RESP Withdrawals: How to Take the Money Out the Smart Way (and Avoid Paying Tax You Don’t Have To)
(Five-minute read time)
Remember that RESP you set up years ago? It’s almost time to put the savings to good use.
If you’re a parent of a high school student, your RESP is about to shift from a saving tool to a spending tool.
And here’s the problem:
Many families spend years doing a great job building their RESP… then unknowingly give back thousands in unnecessary taxes when it’s time to withdraw it.
The good news?
With a simple strategy, you can maximize RESP benefits, minimize RESP taxes, and get the most out of every dollar you’ve saved.
TL;DR – How to Withdraw from an RESP the Smart Way
Use the taxable portion first (EAP): Withdraw grants + growth early while your child has low income to minimize RESP taxes—often resulting in little to no tax payable.

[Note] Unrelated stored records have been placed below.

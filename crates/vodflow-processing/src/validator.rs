use std::path::Path;
use thiserror::Error;
use vodflow_core::PipelineError;

#[derive(Debug, Error)]
pub enum ValidationError {
    #[error("Uploaded file is empty")]
    EmptyFile,

    #[error("Filename has no extension: {0}")]
    MissingExtension(String),

    #[error("Unsupported video extension: {0}")]
    InvalidExtension(String),

    #[error("File too large: {size} bytes (max {max})")]
    FileTooLarge { size: usize, max: usize },
}

impl From<ValidationError> for PipelineError {
    fn from(err: ValidationError) -> Self {
        PipelineError::Validation(err.to_string())
    }
}

/// Pre-ingestion checks on an uploaded file, before anything touches disk.
#[derive(Debug, Clone)]
pub struct UploadValidator {
    max_bytes: usize,
    allowed_extensions: Vec<String>,
}

impl UploadValidator {
    pub fn new(max_bytes: usize, allowed_extensions: Vec<String>) -> Self {
        Self {
            max_bytes,
            allowed_extensions,
        }
    }

    /// Returns the normalized extension. Callers use it to derive the on-disk
    /// name; the client filename itself never becomes a path.
    pub fn validate(&self, filename: &str, size: usize) -> Result<String, ValidationError> {
        if size == 0 {
            return Err(ValidationError::EmptyFile);
        }
        if size > self.max_bytes {
            return Err(ValidationError::FileTooLarge {
                size,
                max: self.max_bytes,
            });
        }

        let extension = Path::new(filename)
            .extension()
            .and_then(|ext| ext.to_str())
            .map(|ext| ext.to_lowercase())
            .ok_or_else(|| ValidationError::MissingExtension(filename.to_string()))?;

        if !self.allowed_extensions.contains(&extension) {
            return Err(ValidationError::InvalidExtension(extension));
        }

        Ok(extension)
    }
}

#[cfg(test)]
mod tests {
    use super::*;

    fn validator() -> UploadValidator {
        UploadValidator::new(1024, vec!["mp4".to_string(), "mov".to_string()])
    }

    #[test]
    fn test_accepts_valid_upload_and_returns_extension() {
        assert_eq!(validator().validate("trip.mp4", 512).unwrap(), "mp4");
    }

    #[test]
    fn test_extension_check_is_case_insensitive() {
        assert_eq!(validator().validate("trip.MP4", 512).unwrap(), "mp4");
    }

    #[test]
    fn test_traversal_filename_only_yields_its_extension() {
        assert_eq!(
            validator().validate("../../../../tmp/x/evil.mp4", 512).unwrap(),
            "mp4"
        );
    }

    #[test]
    fn test_rejects_empty_file() {
        assert!(matches!(
            validator().validate("trip.mp4", 0),
            Err(ValidationError::EmptyFile)
        ));
    }

    #[test]
    fn test_rejects_oversized_file() {
        assert!(matches!(
            validator().validate("trip.mp4", 2048),
            Err(ValidationError::FileTooLarge { .. })
        ));
    }

    #[test]
    fn test_rejects_unknown_extension() {
        assert!(matches!(
            validator().validate("trip.wmv", 512),
            Err(ValidationError::InvalidExtension(_))
        ));
        assert!(matches!(
            validator().validate("trip", 512),
            Err(ValidationError::MissingExtension(_))
        ));
    }
}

Spread withdrawals over multiple years: Keep your child in a low tax bracket by planning RESP withdrawals annually, especially during lower-income school years.
Save contributions for later: Your original contributions are always tax-free, so use them last for maximum flexibility.

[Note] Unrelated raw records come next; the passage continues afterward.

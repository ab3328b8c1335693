use crate::registry::{RegistryError, RegistryResult, TemporaryVideoRegistry};
use async_trait::async_trait;
use chrono::Utc;
use std::collections::HashMap;
use std::sync::Mutex;
use vodflow_core::models::TemporaryVideo;

/// Mutex-guarded in-memory registry for tests and single-process development.
/// Same semantics as the Postgres implementation: an expired row never blocks
/// creation, and expired rows are invisible to `find`.
pub struct InMemoryRegistry {
    ttl_secs: i64,
    records: Mutex<HashMap<(String, String), TemporaryVideo>>,
}

impl InMemoryRegistry {
    pub fn new(ttl_secs: i64) -> Self {
        Self {
            ttl_secs,
            records: Mutex::new(HashMap::new()),
        }
    }

    pub fn record_count(&self) -> usize {
        self.records.lock().unwrap().len()
    }
}

#[async_trait]
impl TemporaryVideoRegistry for InMemoryRegistry {
    async fn create(
        &self,
        user_id: &str,
        video_id: &str,
        video_url: &str,
    ) -> RegistryResult<TemporaryVideo> {
        let key = (user_id.to_string(), video_id.to_string());
        let mut records = self.records.lock().unwrap();

        if let Some(existing) = records.get(&key) {
            if !existing.is_expired() {
                return Err(RegistryError::AlreadyExists {
                    user_id: user_id.to_string(),
                    video_id: video_id.to_string(),
                });
            }
        }

        let record = TemporaryVideo::new(user_id, video_id, video_url, self.ttl_secs);
        records.insert(key, record.clone());
        Ok(record)
    }

    async fn find(&self, user_id: &str, video_id: &str) -> RegistryResult<TemporaryVideo> {
        let key = (user_id.to_string(), video_id.to_string());
        let records = self.records.lock().unwrap();

        match records.get(&key) {
            Some(record) if !record.is_expired() => Ok(record.clone()),
            _ => Err(RegistryError::NotFound {
                user_id: user_id.to_string(),
                video_id: video_id.to_string(),
            }),
        }
    }

    async fn delete(&self, user_id: &str, video_id: &str) -> RegistryResult<()> {
        let key = (user_id.to_string(), video_id.to_string());
        self.records.lock().unwrap().remove(&key);
        Ok(())
    }

    async fn sweep_if_expired(&self, user_id: &str, video_id: &str) -> RegistryResult<bool> {
        let key = (user_id.to_string(), video_id.to_string());
        let mut records = self.records.lock().unwrap();

        let expired = records
            .get(&key)
            .map(|record| record.is_expired())
            .unwrap_or(false);
        if expired {
            records.remove(&key);
        }
        Ok(expired)
    }

    async fn sweep_expired(&self) -> RegistryResult<u64> {
        let now = Utc::now();
        let mut records = self.records.lock().unwrap();
        let before = records.len();
        records.retain(|_, record| !record.is_expired_at(now));
        Ok((before - records.len()) as u64)
    }
}

#[cfg(test)]
mod tests {
    use super::*;
    use std::sync::Arc;
    use std::time::Duration;

    #[tokio::test]
    async fn test_create_then_find() {
        let registry = InMemoryRegistry::new(600);
        let created = registry
            .create("u1", "v1", "http://cdn/u1/v1/master.m3u8")
            .await
            .unwrap();

        let found = registry.find("u1", "v1").await.unwrap();
        assert_eq!(found, created);
    }

    #[tokio::test]
    async fn test_create_on_live_key_fails() {
        let registry = InMemoryRegistry::new(600);
        registry.create("u1", "v1", "url-a").await.unwrap();

        let result = registry.create("u1", "v1", "url-b").await;
        assert!(matches!(result, Err(RegistryError::AlreadyExists { .. })));

        // The original record is untouched.
        assert_eq!(registry.find("u1", "v1").await.unwrap().video_url, "url-a");
    }

    #[tokio::test]
    async fn test_expired_record_does_not_block_creation() {
        let registry = InMemoryRegistry::new(0);
        registry.create("u1", "v1", "url-a").await.unwrap();
        tokio::time::sleep(Duration::from_millis(5)).await;

        let record = registry.create("u1", "v1", "url-b").await.unwrap();
        assert_eq!(record.video_url, "url-b");
    }

    #[tokio::test]
    async fn test_find_treats_expired_as_absent() {
        let registry = InMemoryRegistry::new(0);
        registry.create("u1", "v1", "url").await.unwrap();
        tokio::time::sleep(Duration::from_millis(5)).await;

        let result = registry.find("u1", "v1").await;
        assert!(matches!(result, Err(RegistryError::NotFound { .. })));
    }

    #[tokio::test]
    async fn test_find_is_scoped_to_owner() {
        let registry = InMemoryRegistry::new(600);
        registry.create("u1", "v1", "url").await.unwrap();

        let result = registry.find("u2", "v1").await;
        assert!(matches!(result, Err(RegistryError::NotFound { .. })));
    }

    #[tokio::test]
    async fn test_delete_is_idempotent() {
        let registry = InMemoryRegistry::new(600);
        assert!(registry.delete("u1", "missing").await.is_ok());

        registry.create("u1", "v1", "url").await.unwrap();
        registry.delete("u1", "v1").await.unwrap();
        assert!(registry.delete("u1", "v1").await.is_ok());
        assert_eq!(registry.record_count(), 0);
    }

    #[tokio::test]
    async fn test_sweep_if_expired_leaves_live_records() {
        let registry = InMemoryRegistry::new(600);
        registry.create("u1", "v1", "url").await.unwrap();

        assert!(!registry.sweep_if_expired("u1", "v1").await.unwrap());
        assert!(registry.find("u1", "v1").await.is_ok());
    }

    #[tokio::test]
    async fn test_sweep_expired_reclaims_only_expired_rows() {
        let registry = InMemoryRegistry::new(600);
        registry.create("u1", "live", "url").await.unwrap();

        let expired = InMemoryRegistry::new(0);
        expired.create("u1", "stale-1", "url").await.unwrap();
        expired.create("u1", "stale-2", "url").await.unwrap();
        tokio::time::sleep(Duration::from_millis(5)).await;

        assert_eq!(registry.sweep_expired().await.unwrap(), 0);
        assert_eq!(expired.sweep_expired().await.unwrap(), 2);
        assert_eq!(expired.record_count(), 0);
    }

    #[tokio::test]
    async fn test_concurrent_create_one_wins() {
        let registry = Arc::new(InMemoryRegistry::new(600));

        let a = {
            let registry = registry.clone();
            tokio::spawn(async move { registry.create("u1", "v1", "url-a").await })
        };
        let b = {
            let registry = registry.clone();
            tokio::spawn(async move { registry.create("u1", "v1", "url-b").await })
        };

        let results = [a.await.unwrap(), b.await.unwrap()];
        let successes = results.iter().filter(|r| r.is_ok()).count();
        let conflicts = results
            .iter()
            .filter(|r| matches!(r, Err(RegistryError::AlreadyExists { .. })))
            .count();

        assert_eq!(successes, 1);
        assert_eq!(conflicts, 1);
    }
}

Take advantage of tax credits: Tuition credits and the basic personal amount can offset RESP income, helping you maximize RESP benefits.
Adjust for income changes: Reduce withdrawals in years when your child earns more (co-op, summer jobs) to avoid unnecessary tax.
Avoid common mistakes: Don’t withdraw contributions first or leave taxable RESP funds unused—this is where most families lose money.
Plan early: The best RESP strategies for parents start 1–2 years before withdrawals begin, not after school starts.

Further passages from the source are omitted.